--- PROVIDED DATA Enclosed Below ---
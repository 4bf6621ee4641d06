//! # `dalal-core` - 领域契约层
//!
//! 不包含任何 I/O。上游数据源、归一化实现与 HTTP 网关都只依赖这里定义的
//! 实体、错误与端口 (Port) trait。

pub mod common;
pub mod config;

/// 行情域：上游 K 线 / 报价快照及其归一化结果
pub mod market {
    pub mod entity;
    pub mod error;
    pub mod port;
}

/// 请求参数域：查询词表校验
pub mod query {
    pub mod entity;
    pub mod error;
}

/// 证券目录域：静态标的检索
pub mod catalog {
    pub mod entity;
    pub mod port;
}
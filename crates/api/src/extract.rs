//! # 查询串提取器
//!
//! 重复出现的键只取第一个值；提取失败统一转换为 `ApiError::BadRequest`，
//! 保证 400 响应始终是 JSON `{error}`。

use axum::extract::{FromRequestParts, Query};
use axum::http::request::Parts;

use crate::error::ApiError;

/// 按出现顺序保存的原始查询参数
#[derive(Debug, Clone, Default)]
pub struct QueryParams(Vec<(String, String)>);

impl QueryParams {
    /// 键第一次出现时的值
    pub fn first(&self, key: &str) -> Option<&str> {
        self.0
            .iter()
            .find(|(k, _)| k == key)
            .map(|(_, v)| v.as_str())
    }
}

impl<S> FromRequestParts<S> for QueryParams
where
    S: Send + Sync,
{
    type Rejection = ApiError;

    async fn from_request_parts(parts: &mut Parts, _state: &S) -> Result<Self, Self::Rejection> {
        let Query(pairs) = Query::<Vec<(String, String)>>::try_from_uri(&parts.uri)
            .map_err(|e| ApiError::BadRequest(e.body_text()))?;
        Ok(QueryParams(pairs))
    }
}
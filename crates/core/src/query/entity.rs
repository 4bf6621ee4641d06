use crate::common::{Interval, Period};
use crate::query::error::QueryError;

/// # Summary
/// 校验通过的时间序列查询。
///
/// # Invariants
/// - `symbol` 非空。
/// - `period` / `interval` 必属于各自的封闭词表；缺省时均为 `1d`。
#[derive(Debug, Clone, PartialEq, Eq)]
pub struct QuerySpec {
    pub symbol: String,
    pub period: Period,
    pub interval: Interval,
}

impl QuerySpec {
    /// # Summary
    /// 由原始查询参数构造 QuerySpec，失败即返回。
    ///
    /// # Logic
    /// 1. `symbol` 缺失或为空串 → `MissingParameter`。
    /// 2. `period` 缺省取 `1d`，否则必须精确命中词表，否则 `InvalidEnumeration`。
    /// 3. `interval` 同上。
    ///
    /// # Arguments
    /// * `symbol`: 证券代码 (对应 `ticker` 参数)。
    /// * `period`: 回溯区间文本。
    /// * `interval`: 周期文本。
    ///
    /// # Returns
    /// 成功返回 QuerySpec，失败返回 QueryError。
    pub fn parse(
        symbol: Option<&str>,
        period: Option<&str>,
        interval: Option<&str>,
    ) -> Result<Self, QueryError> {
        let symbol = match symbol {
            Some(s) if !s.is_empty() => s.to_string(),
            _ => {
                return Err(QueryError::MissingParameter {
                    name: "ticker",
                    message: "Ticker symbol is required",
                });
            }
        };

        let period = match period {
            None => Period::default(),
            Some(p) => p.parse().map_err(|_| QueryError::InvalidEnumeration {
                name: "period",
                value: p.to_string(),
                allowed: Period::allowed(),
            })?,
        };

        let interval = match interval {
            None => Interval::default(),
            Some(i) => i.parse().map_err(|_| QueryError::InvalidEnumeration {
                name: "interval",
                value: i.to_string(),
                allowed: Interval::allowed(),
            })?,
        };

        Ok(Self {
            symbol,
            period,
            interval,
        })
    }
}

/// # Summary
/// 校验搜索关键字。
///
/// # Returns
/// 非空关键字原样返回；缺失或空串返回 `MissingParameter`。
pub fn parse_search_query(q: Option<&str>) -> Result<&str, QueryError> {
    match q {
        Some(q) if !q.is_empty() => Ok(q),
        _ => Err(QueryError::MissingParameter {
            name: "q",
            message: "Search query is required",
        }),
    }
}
--- End of Enclosed PROVIDED DATA ---
--- PROVIDED DATA Enclosed Below ---
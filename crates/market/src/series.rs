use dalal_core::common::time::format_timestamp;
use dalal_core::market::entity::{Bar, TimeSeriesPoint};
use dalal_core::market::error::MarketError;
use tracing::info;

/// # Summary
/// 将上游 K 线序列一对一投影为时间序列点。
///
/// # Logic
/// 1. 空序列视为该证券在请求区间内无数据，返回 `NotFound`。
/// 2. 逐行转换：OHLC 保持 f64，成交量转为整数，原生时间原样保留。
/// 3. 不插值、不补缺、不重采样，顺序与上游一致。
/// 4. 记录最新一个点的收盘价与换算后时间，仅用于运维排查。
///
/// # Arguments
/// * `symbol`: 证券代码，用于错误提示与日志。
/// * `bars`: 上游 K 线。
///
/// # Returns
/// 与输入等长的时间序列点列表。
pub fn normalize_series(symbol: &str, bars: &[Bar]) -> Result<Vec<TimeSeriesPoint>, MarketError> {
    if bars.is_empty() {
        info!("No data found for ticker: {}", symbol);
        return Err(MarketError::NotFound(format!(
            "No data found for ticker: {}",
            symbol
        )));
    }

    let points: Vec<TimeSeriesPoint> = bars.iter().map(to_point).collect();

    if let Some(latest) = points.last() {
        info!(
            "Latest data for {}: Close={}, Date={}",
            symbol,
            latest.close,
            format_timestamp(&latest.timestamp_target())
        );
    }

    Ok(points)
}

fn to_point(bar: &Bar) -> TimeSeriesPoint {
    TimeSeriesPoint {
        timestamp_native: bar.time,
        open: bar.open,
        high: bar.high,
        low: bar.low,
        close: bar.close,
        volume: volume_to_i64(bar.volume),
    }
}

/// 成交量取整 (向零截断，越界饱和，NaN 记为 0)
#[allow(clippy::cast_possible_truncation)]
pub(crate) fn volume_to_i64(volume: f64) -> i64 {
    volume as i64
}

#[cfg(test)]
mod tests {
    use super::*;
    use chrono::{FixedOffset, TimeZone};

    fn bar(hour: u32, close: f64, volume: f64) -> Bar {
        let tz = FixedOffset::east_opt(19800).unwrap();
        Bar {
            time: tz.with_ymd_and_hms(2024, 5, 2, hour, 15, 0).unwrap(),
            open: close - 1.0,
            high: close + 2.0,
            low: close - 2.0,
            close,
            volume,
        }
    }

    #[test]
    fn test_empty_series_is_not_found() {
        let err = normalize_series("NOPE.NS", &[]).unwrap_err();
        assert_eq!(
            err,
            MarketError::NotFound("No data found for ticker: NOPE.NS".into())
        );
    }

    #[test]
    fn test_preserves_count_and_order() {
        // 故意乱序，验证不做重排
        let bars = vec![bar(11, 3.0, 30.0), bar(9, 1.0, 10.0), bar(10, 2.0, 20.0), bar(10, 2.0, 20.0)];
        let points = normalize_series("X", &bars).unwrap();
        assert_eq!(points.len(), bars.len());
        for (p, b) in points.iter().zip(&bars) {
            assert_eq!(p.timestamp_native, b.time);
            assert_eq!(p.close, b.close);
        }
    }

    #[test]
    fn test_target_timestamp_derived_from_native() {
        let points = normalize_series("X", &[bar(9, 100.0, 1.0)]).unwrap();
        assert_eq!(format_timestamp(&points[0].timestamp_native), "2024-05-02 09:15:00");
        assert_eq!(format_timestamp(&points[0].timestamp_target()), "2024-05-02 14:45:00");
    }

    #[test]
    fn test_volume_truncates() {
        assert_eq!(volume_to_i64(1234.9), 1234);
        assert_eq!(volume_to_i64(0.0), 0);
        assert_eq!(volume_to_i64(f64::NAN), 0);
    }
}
--- End of Enclosed PROVIDED DATA ---
Scan the entries above for the string "axum" and copy each line that contains it.

use axum::extract::{FromRequestParts, Query};
use axum::http::request::Parts;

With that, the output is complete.